I opened up CodeWarrior 8.3 again for the first time in a while, in order to talk about targets in CodeWarrior vs. targets in Xcode (see below).
Instant opening and editing of huge source code files! Cmd-tab, instead of the vastly more cumbersome Cmd-Opt-Up Arrow! Multiple versions of the tools on the same partition!
Ahem.
Sorry, nostalgia got the better of me. Onward….
CodeWarrior 8.3 on Tiger
CodeWarrior 8’s last update was late 2002, and I’m on Mac OS X 10.4 “Tiger,” which (if you didn’t hear) was released this year, so of course I was expecting problems.

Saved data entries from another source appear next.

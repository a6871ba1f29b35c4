// ABOUTME: Google Gemini LLM provider for recipe generation via the Generative Language API
// ABOUTME: Supports runtime model discovery so the generator picks a model the key can use
//
// SPDX-License-Identifier: MIT OR Apache-2.0
// Copyright (c) 2026 Pantry Chef Contributors

//! # Gemini Provider
//!
//! Implementation of the `LlmProvider` trait for Google's Gemini models.
//!
//! ## Configuration
//!
//! Set the `GEMINI_API_KEY` environment variable with your API key from
//! Google AI Studio: <https://aistudio.google.com/app/apikey>
//!
//! ## Model discovery
//!
//! Model availability differs between keys and changes over time.
//! [`GeminiProvider::discover_model`] lists the models visible to the key and
//! picks the first one that supports `generateContent`, falling back to the
//! configured default when listing fails.
//!
//! ## Example
//!
//! ```rust,no_run
//! use pantry_chef::llm::{ChatMessage, ChatRequest, GeminiProvider, LlmProvider};
//! use pantry_chef::errors::AppError;
//!
//! #[tokio::main]
//! async fn main() -> Result<(), AppError> {
//!     let provider = GeminiProvider::from_env()?;
//!     let model = provider.discover_model().await;
//!     let request = ChatRequest::new(vec![ChatMessage::user("A quick paneer dinner?")])
//!         .with_model(model);
//!     let response = provider.complete(&request).await?;
//!     println!("{}", response.content);
//!     Ok(())
//! }
//! ```

use std::env;
use std::fmt::{Debug, Formatter, Result as FmtResult};

use async_trait::async_trait;
use reqwest::Client;
use serde::{Deserialize, Serialize};
use tracing::{debug, error, info, instrument, warn};

use super::{
    ChatMessage, ChatRequest, ChatResponse, LlmCapabilities, LlmProvider, MessageRole, TokenUsage,
};
use crate::errors::{AppError, ErrorCode};

/// Environment variable for Gemini API key
const GEMINI_API_KEY_ENV: &str = "GEMINI_API_KEY";

/// Default model to use
const DEFAULT_MODEL: &str = "gemini-2.5-flash";

/// Known Gemini models
const AVAILABLE_MODELS: &[&str] = &[
    "gemini-2.5-flash",
    "gemini-2.0-flash",
    "gemini-1.5-pro",
    "gemini-1.5-flash",
];

/// Generation method a model must support to be usable
const GENERATE_METHOD: &str = "generateContent";

/// Base URL for the Gemini API
const API_BASE_URL: &str = "https://generativelanguage.googleapis.com/v1beta";

// ============================================================================
// API Request/Response Types
// ============================================================================

#[derive(Debug, Serialize)]
#[serde(rename_all = "camelCase")]
struct GeminiRequest {
    contents: Vec<GeminiContent>,
    #[serde(skip_serializing_if = "Option::is_none")]
    system_instruction: Option<GeminiContent>,
    #[serde(skip_serializing_if = "Option::is_none")]
    generation_config: Option<GenerationConfig>,
}

#[derive(Debug, Serialize, Deserialize)]
struct GeminiContent {
    #[serde(skip_serializing_if = "Option::is_none")]
    role: Option<String>,
    #[serde(default)]
    parts: Vec<TextPart>,
}

#[derive(Debug, Clone, Serialize, Deserialize)]
struct TextPart {
    #[serde(default)]
    text: String,
}

#[derive(Debug, Serialize)]
#[serde(rename_all = "camelCase")]
struct GenerationConfig {
    #[serde(skip_serializing_if = "Option::is_none")]
    temperature: Option<f32>,
    #[serde(skip_serializing_if = "Option::is_none")]
    max_output_tokens: Option<u32>,
    candidate_count: u32,
}

#[derive(Debug, Deserialize)]
#[serde(rename_all = "camelCase")]
struct GeminiResponse {
    candidates: Option<Vec<Candidate>>,
    usage_metadata: Option<UsageMetadata>,
    error: Option<GeminiError>,
}

#[derive(Debug, Deserialize)]
#[serde(rename_all = "camelCase")]
struct Candidate {
    content: Option<GeminiContent>,
    finish_reason: Option<String>,
}

#[derive(Debug, Deserialize)]
struct UsageMetadata {
    #[serde(rename = "promptTokenCount")]
    prompt: Option<u32>,
    #[serde(rename = "candidatesTokenCount")]
    candidates: Option<u32>,
    #[serde(rename = "totalTokenCount")]
    total: Option<u32>,
}

#[derive(Debug, Deserialize)]
struct GeminiError {
    message: String,
}

/// Response of the `models` listing endpoint
#[derive(Debug, Deserialize)]
struct ModelList {
    #[serde(default)]
    models: Vec<ModelInfo>,
}

#[derive(Debug, Deserialize)]
#[serde(rename_all = "camelCase")]
struct ModelInfo {
    /// Fully qualified name, e.g. `models/gemini-1.5-flash`
    name: String,
    #[serde(default)]
    supported_generation_methods: Vec<String>,
}

// ============================================================================
// Provider Implementation
// ============================================================================

/// Google Gemini LLM provider
pub struct GeminiProvider {
    api_key: String,
    client: Client,
    default_model: String,
}

impl GeminiProvider {
    /// Create a new Gemini provider with an API key
    #[must_use]
    pub fn new(api_key: impl Into<String>) -> Self {
        Self {
            api_key: api_key.into(),
            client: Client::new(),
            default_model: DEFAULT_MODEL.to_owned(),
        }
    }

    /// Create a provider from the `GEMINI_API_KEY` environment variable
    ///
    /// # Errors
    ///
    /// Returns an error if the environment variable is not set.
    pub fn from_env() -> Result<Self, AppError> {
        let api_key = env::var(GEMINI_API_KEY_ENV).map_err(|_| {
            AppError::new(
                ErrorCode::ConfigMissing,
                format!("{GEMINI_API_KEY_ENV} environment variable not set"),
            )
        })?;
        Ok(Self::new(api_key))
    }

    /// Set a custom default model
    #[must_use]
    pub fn with_default_model(mut self, model: impl Into<String>) -> Self {
        self.default_model = model.into();
        self
    }

    /// First model visible to this key that supports `generateContent`.
    ///
    /// Never fails: a listing error or an empty listing yields the default model.
    #[instrument(skip(self))]
    pub async fn discover_model(&self) -> String {
        match self.list_generation_models().await {
            Ok(models) => models.into_iter().next().map_or_else(
                || {
                    warn!("No Gemini model supports {GENERATE_METHOD}, using default");
                    self.default_model.clone()
                },
                |model| {
                    info!(model = %model, "Discovered Gemini model");
                    model
                },
            ),
            Err(e) => {
                warn!(error = %e, "Gemini model discovery failed, using default");
                self.default_model.clone()
            }
        }
    }

    /// Names of the models supporting `generateContent`, in listing order
    ///
    /// # Errors
    ///
    /// Returns an error if the listing request fails or cannot be parsed
    pub async fn list_generation_models(&self) -> Result<Vec<String>, AppError> {
        let url = format!("{API_BASE_URL}/models?key={}", self.api_key);
        let response = self
            .client
            .get(&url)
            .send()
            .await
            .map_err(|e| AppError::external_service("Gemini", format!("Model listing failed: {e}")))?;

        let status = response.status();
        let body = response
            .text()
            .await
            .map_err(|e| AppError::external_service("Gemini", format!("Failed to read response: {e}")))?;
        if !status.is_success() {
            return Err(Self::map_api_error(status.as_u16(), &body));
        }

        let listing: ModelList = serde_json::from_str(&body)?;
        Ok(Self::generation_models(listing))
    }

    fn generation_models(listing: ModelList) -> Vec<String> {
        listing
            .models
            .into_iter()
            .filter(|model| {
                model
                    .supported_generation_methods
                    .iter()
                    .any(|method| method == GENERATE_METHOD)
            })
            .map(|model| {
                model
                    .name
                    .strip_prefix("models/")
                    .map_or_else(|| model.name.clone(), str::to_owned)
            })
            .collect()
    }

    const fn convert_role(role: MessageRole) -> &'static str {
        match role {
            MessageRole::System | MessageRole::User => "user",
            MessageRole::Assistant => "model",
        }
    }

    fn build_url(&self, model: &str, method: &str) -> String {
        format!(
            "{API_BASE_URL}/models/{model}:{method}?key={}",
            self.api_key
        )
    }

    /// Split chat messages into Gemini contents and the system instruction
    fn convert_messages(messages: &[ChatMessage]) -> (Vec<GeminiContent>, Option<GeminiContent>) {
        let mut contents = Vec::new();
        let mut system_instruction = None;

        for message in messages {
            let parts = vec![TextPart {
                text: message.content.clone(),
            }];
            if message.role == MessageRole::System {
                system_instruction = Some(GeminiContent { role: None, parts });
            } else {
                contents.push(GeminiContent {
                    role: Some(Self::convert_role(message.role).to_owned()),
                    parts,
                });
            }
        }

        (contents, system_instruction)
    }

    fn build_gemini_request(request: &ChatRequest) -> GeminiRequest {
        let (contents, system_instruction) = Self::convert_messages(&request.messages);

        let generation_config = (request.temperature.is_some() || request.max_tokens.is_some())
            .then_some(GenerationConfig {
                temperature: request.temperature,
                max_output_tokens: request.max_tokens,
                candidate_count: 1,
            });

        GeminiRequest {
            contents,
            system_instruction,
            generation_config,
        }
    }

    /// Concatenated text of the first candidate
    fn extract_content(response: &GeminiResponse) -> Result<String, AppError> {
        let content = response
            .candidates
            .as_ref()
            .and_then(|c| c.first())
            .and_then(|c| c.content.as_ref())
            .ok_or_else(|| AppError::external_service("Gemini", "No content in response"))?;

        Ok(content
            .parts
            .iter()
            .map(|part| part.text.as_str())
            .collect::<String>())
    }

    fn convert_usage(metadata: &UsageMetadata) -> TokenUsage {
        TokenUsage {
            prompt_tokens: metadata.prompt.unwrap_or(0),
            completion_tokens: metadata.candidates.unwrap_or(0),
            total_tokens: metadata.total.unwrap_or(0),
        }
    }

    fn map_api_error(status: u16, response_text: &str) -> AppError {
        let message = serde_json::from_str::<GeminiResponse>(response_text)
            .ok()
            .and_then(|r| r.error)
            .map_or_else(|| response_text.to_owned(), |e| e.message);

        match status {
            401 | 403 => AppError::auth_invalid(format!("Gemini rejected the API key: {message}")),
            429 => AppError::new(
                ErrorCode::ExternalRateLimited,
                Self::extract_quota_message(&message),
            ),
            _ => AppError::external_service("Gemini", format!("API error ({status}): {message}")),
        }
    }

    /// User-facing quota message, with the retry delay when Gemini reports one
    fn extract_quota_message(message: &str) -> String {
        const RETRY_PREFIX: &str = "Please retry in ";

        // Example: "Please retry in 6.406453963s."
        let seconds = message
            .find(RETRY_PREFIX)
            .map(|pos| &message[pos + RETRY_PREFIX.len()..])
            .and_then(|rest| rest.find('s').map(|end| &rest[..end]))
            .and_then(|value| value.parse::<f64>().ok());

        seconds.map_or_else(
            || "AI service quota exceeded. Please wait a moment and try again.".to_owned(),
            |seconds| {
                let seconds = seconds.ceil() as u64;
                format!("AI service quota exceeded. Please try again in {seconds} seconds.")
            },
        )
    }
}

#[async_trait]
impl LlmProvider for GeminiProvider {
    fn name(&self) -> &'static str {
        "gemini"
    }

    fn display_name(&self) -> &'static str {
        "Google Gemini"
    }

    fn capabilities(&self) -> LlmCapabilities {
        LlmCapabilities::full_featured()
    }

    fn default_model(&self) -> &str {
        &self.default_model
    }

    fn available_models(&self) -> &'static [&'static str] {
        AVAILABLE_MODELS
    }

    #[instrument(skip(self, request), fields(model = %request.model.as_deref().unwrap_or(&self.default_model)))]
    async fn complete(&self, request: &ChatRequest) -> Result<ChatResponse, AppError> {
        let model = request.model.as_deref().unwrap_or(&self.default_model);
        let url = self.build_url(model, GENERATE_METHOD);

        let gemini_request = Self::build_gemini_request(request);

        debug!("Sending request to Gemini API");

        let response = self
            .client
            .post(&url)
            .json(&gemini_request)
            .send()
            .await
            .map_err(|e| AppError::external_service("Gemini", format!("HTTP request failed: {e}")))?;

        let status = response.status();
        let response_text = response
            .text()
            .await
            .map_err(|e| AppError::external_service("Gemini", format!("Failed to read response: {e}")))?;

        if !status.is_success() {
            error!(status = %status, "Gemini API error");
            return Err(Self::map_api_error(status.as_u16(), &response_text));
        }

        let gemini_response: GeminiResponse =
            serde_json::from_str(&response_text).map_err(|e| {
                error!(error = %e, "Failed to parse Gemini response");
                AppError::external_service("Gemini", format!("Failed to parse response: {e}"))
            })?;

        if let Some(error) = gemini_response.error {
            return Err(AppError::external_service("Gemini", error.message));
        }

        let content = Self::extract_content(&gemini_response)?;
        let usage = gemini_response
            .usage_metadata
            .as_ref()
            .map(Self::convert_usage);
        let finish_reason = gemini_response
            .candidates
            .as_ref()
            .and_then(|c| c.first())
            .and_then(|c| c.finish_reason.clone());

        debug!(chars = content.len(), "Received Gemini response");

        Ok(ChatResponse {
            content,
            model: model.to_owned(),
            usage,
            finish_reason,
        })
    }

    #[instrument(skip(self))]
    async fn health_check(&self) -> Result<bool, AppError> {
        let url = format!("{API_BASE_URL}/models?key={}", self.api_key);

        let response = self
            .client
            .get(&url)
            .send()
            .await
            .map_err(|e| AppError::external_service("Gemini", format!("Health check failed: {e}")))?;

        Ok(response.status().is_success())
    }
}

impl Debug for GeminiProvider {
    fn fmt(&self, f: &mut Formatter<'_>) -> FmtResult {
        f.debug_struct("GeminiProvider")
            .field("default_model", &self.default_model)
            .field("api_key", &"[REDACTED]")
            // Omit `client` field as HTTP clients are not useful to debug
            .finish_non_exhaustive()
    }
}
// ABOUTME: Error type for the recipe generation collaborator (LLM-backed fallback)
// ABOUTME: Distinguishes timeouts, malformed payloads, empty results, and service failures
//
// SPDX-License-Identifier: MIT OR Apache-2.0
// Copyright (c) 2026 Pantry Chef Contributors

use thiserror::Error;

use super::{AppError, ErrorCode};

/// Failure modes of the generation service.
///
/// Every variant is recoverable from the recommendation pipeline's point of
/// view: the caller turns it into a "no generated recipes" outcome.
#[derive(Debug, Clone, PartialEq, Eq, Error)]
pub enum GenerationError {
    /// The service did not answer within the configured bound
    #[error("generation service timed out after {0}s")]
    Timeout(u64),
    /// The service answered with data that could not be parsed into recipes
    #[error("generation service returned malformed data: {0}")]
    Malformed(String),
    /// The service answered but no record carried the required fields
    #[error("generation service returned no usable recipes")]
    Empty,
    /// Transport, authentication, or upstream API failure
    #[error("generation service error: {0}")]
    Service(String),
    /// No generation service is configured for this process
    #[error("no generation service configured")]
    NotConfigured,
}

impl GenerationError {
    /// Short machine-friendly label for structured logs
    #[must_use]
    pub const fn kind(&self) -> &'static str {
        match self {
            Self::Timeout(_) => "timeout",
            Self::Malformed(_) => "malformed",
            Self::Empty => "empty",
            Self::Service(_) => "service",
            Self::NotConfigured => "not_configured",
        }
    }
}

impl From<GenerationError> for AppError {
    fn from(error: GenerationError) -> Self {
        let code = match &error {
            GenerationError::Timeout(_) => ErrorCode::ExternalServiceUnavailable,
            GenerationError::Malformed(_) => ErrorCode::InvalidFormat,
            GenerationError::Empty => ErrorCode::ResourceNotFound,
            GenerationError::Service(_) => ErrorCode::ExternalServiceError,
            GenerationError::NotConfigured => ErrorCode::ConfigMissing,
        };
        Self::new(code, error.to_string())
    }
}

Here are the steps I used to get something up and running:
1) In CodeWarrior’s application-wide IDE preferences, under General -> Source Trees, change the OS X Volume path from /
to /Developer/SDKs/MacOSX10.2.8.sdk
. Be sure to save your changes before opening any projects.

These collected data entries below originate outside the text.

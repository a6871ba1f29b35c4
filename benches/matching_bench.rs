// ABOUTME: Criterion benchmarks for ingredient normalization and recipe matching
// ABOUTME: Measures filter, overlap, and normalization cost over generated catalogs
//
// SPDX-License-Identifier: MIT OR Apache-2.0
// Copyright (c) 2026 Pantry Chef Contributors

//! Criterion benchmarks for the matching engine.
//!
//! The parallel path in `filter_recipes` kicks in for larger catalogs, so the
//! filter group covers sizes on both sides of that threshold.

#![allow(clippy::missing_docs_in_private_items, missing_docs)]

use criterion::{black_box, criterion_group, criterion_main, BenchmarkId, Criterion, Throughput};
use pantry_core::models::RecipeRecord;
use pantry_intelligence::{
    filter_recipes, ingredient_overlap, select_top, AliasTable, FilterCriteria,
    IngredientNormalizer,
};

const PANTRY: &[&str] = &[
    "tomato", "onion", "garlic", "rice", "egg", "oil", "pasta", "chickpeas", "cumin", "basil",
    "cheese", "potato",
];

const CUISINES: &[&str] = &["Italian", "Indian", "Chinese", "Mexican"];
const MEAL_TYPES: &[&str] = &["Breakfast", "Lunch", "Dinner"];

#[allow(clippy::cast_possible_truncation)]
fn generate_catalog(count: usize) -> Vec<RecipeRecord> {
    (0..count)
        .map(|index| {
            let ingredients = (0..4 + index % 4)
                .map(|offset| PANTRY[(index * 7 + offset * 3) % PANTRY.len()])
                .collect::<Vec<_>>()
                .join(", ");
            RecipeRecord::new(
                format!("Bench Recipe {index}"),
                ingredients,
                10 + ((index * 13) % 90) as u32,
                MEAL_TYPES[index % MEAL_TYPES.len()],
                CUISINES[index % CUISINES.len()],
                "Combine and cook.",
            )
        })
        .collect()
}

fn bench_filter_recipes(c: &mut Criterion) {
    let mut group = c.benchmark_group("filter_recipes");
    let user_ingredients = ["tomato", "onion", "garlic", "pasta", "oil", "basil"];
    let criteria = FilterCriteria::new(60, "Dinner", "Italian").with_min_overlap(0.5);

    for count in [100_usize, 1_000, 10_000] {
        let catalog = generate_catalog(count);
        group.throughput(Throughput::Elements(count as u64));
        group.bench_with_input(BenchmarkId::new("rank", count), &catalog, |b, catalog| {
            b.iter(|| {
                let ranked = filter_recipes(
                    black_box(catalog),
                    black_box(&user_ingredients),
                    black_box(&criteria),
                );
                select_top(&ranked, 5)
            });
        });
    }

    group.finish();
}

fn bench_ingredient_overlap(c: &mut Criterion) {
    let user_ingredients = ["tomato", "onion", "garlic"];

    c.bench_function("ingredient_overlap_single", |b| {
        b.iter(|| {
            ingredient_overlap(
                black_box("pasta, tomato, garlic, olive oil, basil"),
                black_box(&user_ingredients),
            )
        });
    });
}

fn bench_normalize(c: &mut Criterion) {
    let mut group = c.benchmark_group("normalize");
    let normalizer = IngredientNormalizer::new(AliasTable::builtin());

    group.bench_function("short_list", |b| {
        b.iter(|| normalizer.normalize(black_box("Pyaz, tamatar, lehsun")));
    });

    let long_input = PANTRY.repeat(20).join(", ");
    group.bench_function("long_list", |b| {
        b.iter(|| normalizer.normalize(black_box(&long_input)));
    });

    group.finish();
}

criterion_group!(
    benches,
    bench_filter_recipes,
    bench_ingredient_overlap,
    bench_normalize,
);
criterion_main!(benches);
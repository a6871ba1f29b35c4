// ABOUTME: Keyword extraction from free text for catalog search
// ABOUTME: Lowercased alphabetic words longer than two characters, minus stop words
//
// SPDX-License-Identifier: MIT OR Apache-2.0
// Copyright (c) 2026 Pantry Chef Contributors

use std::collections::HashSet;
use std::sync::LazyLock;

use regex::Regex;

/// Words carrying no search signal
const STOP_WORDS: &[&str] = &[
    "a", "an", "the", "and", "or", "but", "in", "on", "at", "to", "for", "of", "with", "by",
    "from", "is", "are", "be", "been", "being",
];

/// Keywords shorter than this are ignored
const MIN_KEYWORD_LEN: usize = 3;

static WORD_PATTERN: LazyLock<Option<Regex>> =
    LazyLock::new(|| Regex::new(r"\b[a-z]+\b").ok());

/// Distinct keywords of `text` in first-occurrence order
#[must_use]
pub fn extract_keywords(text: &str) -> Vec<String> {
    let Some(pattern) = WORD_PATTERN.as_ref() else {
        return Vec::new();
    };

    let lowered = text.to_lowercase();
    let mut seen = HashSet::new();
    pattern
        .find_iter(&lowered)
        .map(|word| word.as_str())
        .filter(|word| word.len() >= MIN_KEYWORD_LEN && !STOP_WORDS.contains(word))
        .filter(|word| seen.insert(*word))
        .map(str::to_owned)
        .collect()
}
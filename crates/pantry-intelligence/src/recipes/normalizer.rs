// ABOUTME: Ingredient text normalization with alias resolution and deduplication
// ABOUTME: Turns raw comma/newline delimited input into canonical, order-preserving tokens
//
// SPDX-License-Identifier: MIT OR Apache-2.0
// Copyright (c) 2026 Pantry Chef Contributors

use std::collections::HashSet;
use std::sync::Arc;

use tracing::debug;

use super::aliases::AliasTable;

/// Cleans raw ingredient text into canonical tokens.
///
/// The alias table is shared, so cloning a normalizer is cheap and instances
/// can be handed to worker threads freely.
#[derive(Debug, Clone, Default)]
pub struct IngredientNormalizer {
    aliases: Arc<AliasTable>,
}

impl IngredientNormalizer {
    /// Create a normalizer resolving through `aliases`
    #[must_use]
    pub fn new(aliases: AliasTable) -> Self {
        Self {
            aliases: Arc::new(aliases),
        }
    }

    /// Create a normalizer sharing an existing table
    #[must_use]
    pub fn with_shared(aliases: Arc<AliasTable>) -> Self {
        Self { aliases }
    }

    /// Alias table used for resolution
    #[must_use]
    pub fn aliases(&self) -> &AliasTable {
        &self.aliases
    }

    /// Normalize raw ingredient text.
    ///
    /// Splits on commas and newlines, cleans each fragment, resolves aliases
    /// and drops duplicates while keeping first-occurrence order. Fragments
    /// that clean down to nothing are discarded. Never fails: input with no
    /// usable fragments yields an empty list.
    #[must_use]
    pub fn normalize(&self, text: &str) -> Vec<String> {
        let mut seen = HashSet::new();
        let mut normalized = Vec::new();

        for fragment in text.split([',', '\n']) {
            if fragment.trim().is_empty() {
                continue;
            }
            let cleaned = clean_fragment(fragment);
            if cleaned.is_empty() {
                continue;
            }
            let token = self
                .aliases
                .resolve(&cleaned)
                .map_or(cleaned, str::to_owned);
            if seen.insert(token.clone()) {
                normalized.push(token);
            }
        }

        debug!(
            input_len = text.len(),
            tokens = normalized.len(),
            "Normalized ingredient text"
        );
        normalized
    }
}

/// Lowercase, keep only `[a-z0-9 ]`, and collapse whitespace runs.
///
/// Characters are filtered first and whitespace is collapsed last, so a
/// normalized ingredient never holds two consecutive spaces:
/// `"salt & pepper"` becomes `"salt pepper"`, not `"salt  pepper"`.
#[must_use]
pub fn clean_fragment(fragment: &str) -> String {
    let filtered: String = fragment
        .to_lowercase()
        .chars()
        .map(|c| if c.is_whitespace() { ' ' } else { c })
        .filter(|c| c.is_ascii_lowercase() || c.is_ascii_digit() || *c == ' ')
        .collect();
    filtered.split_whitespace().collect::<Vec<_>>().join(" ")
}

2) Open Metrowerks CodeWarrior 8.0/Metrowerks CodeWarrior/MacOS X Support/CocoaHeaders/CocoaHeaders.mcp
and rebuild all targets.
3) Create a new CW project, based on the Mac OS X Cocoa Stationary.
4) Build and run/debug. Don’t close CodeWarrior.
Importing a CodeWarrior Project into Xcode
Now, I take this working CodeWarrior project over to Xcode:
1) Import the CodeWarrior project into Xcode. The Import command is under the File menu. Don’t check the “Import Global Source Trees from CodeWarrior” checkbox.
There’s no step 2)!
Oh, wait, there is. Such as copying the info from the .plc
file to an Info.plist file. But my goal here is not to get the project completely functional on Xcode. There are other places to go for that, such as Apple’s online document Porting CodeWarrior Projects to Xcode.
My goal is…well, first, in the interest of not throwing away useful information, I might as well list the problems I had during the import.
Problems During Import
- On one machine I had, the Xcode importer had problems if the project to be imported was on my Desktop. If I moved it to another partition, it imported without errors.
- On that same (cursed?) machine, I had a problem with Xcode not knowing where CodeWarrior was. Quitting and restarting Xcode didn’t solve the problem, but it worked correctly after the machine fell asleep and was woken up (??).
As with other Xcode issues, I would say keep fiddling with it, and you’ll probably get it to work.
Target, the Concept, in CodeWarrior and Xcode
My goal, as I started to say above, is to demonstrate the difference in the concept of target between Xcode and CodeWarrior.
Make an Xcode Cocoa Application project and set it next to the CodeWarrior import.
Xcode’s non-imported version has only one target, called whatever the project was originally named. The CW version has two targets, Cocoa Debug and Cocoa Final.
CodeWarrior handles the concepts of “debug” and “release” versions of your application by giving you two completely different targets. You have to add the proper files for compilation to each of those targets, and you have to specify all the settings, such as access paths and warnings, for each as well.
In Xcode, “debug” and “release” are just considered variants of the same target. All files are specified just once, in a single target. All settings which are not debug or release-specific can be set on that target as well. Then, the debug and release-specific stuff is set in the build configuration associated with that target.
This works in Xcode because you can easily set macros outside any source code files. You don’t need a separate prefix file to set values like DEBUG
for debug versus release, just set a build setting in each of your “debug” and “release” build configurations.
This didn’t work optimally in Xcode, up until 2.1, because these variants used to be built in the same location. In CodeWarrior, the result of the “debug” and “release” targets usually have different names, and different temp file locations. In Xcode? Same name, same temp file locations. So you generally had to wipe away the result of one configuration to build the other. This has been fixed in 2.1. (Though for some people the “fix” broke behavior that they depended on.)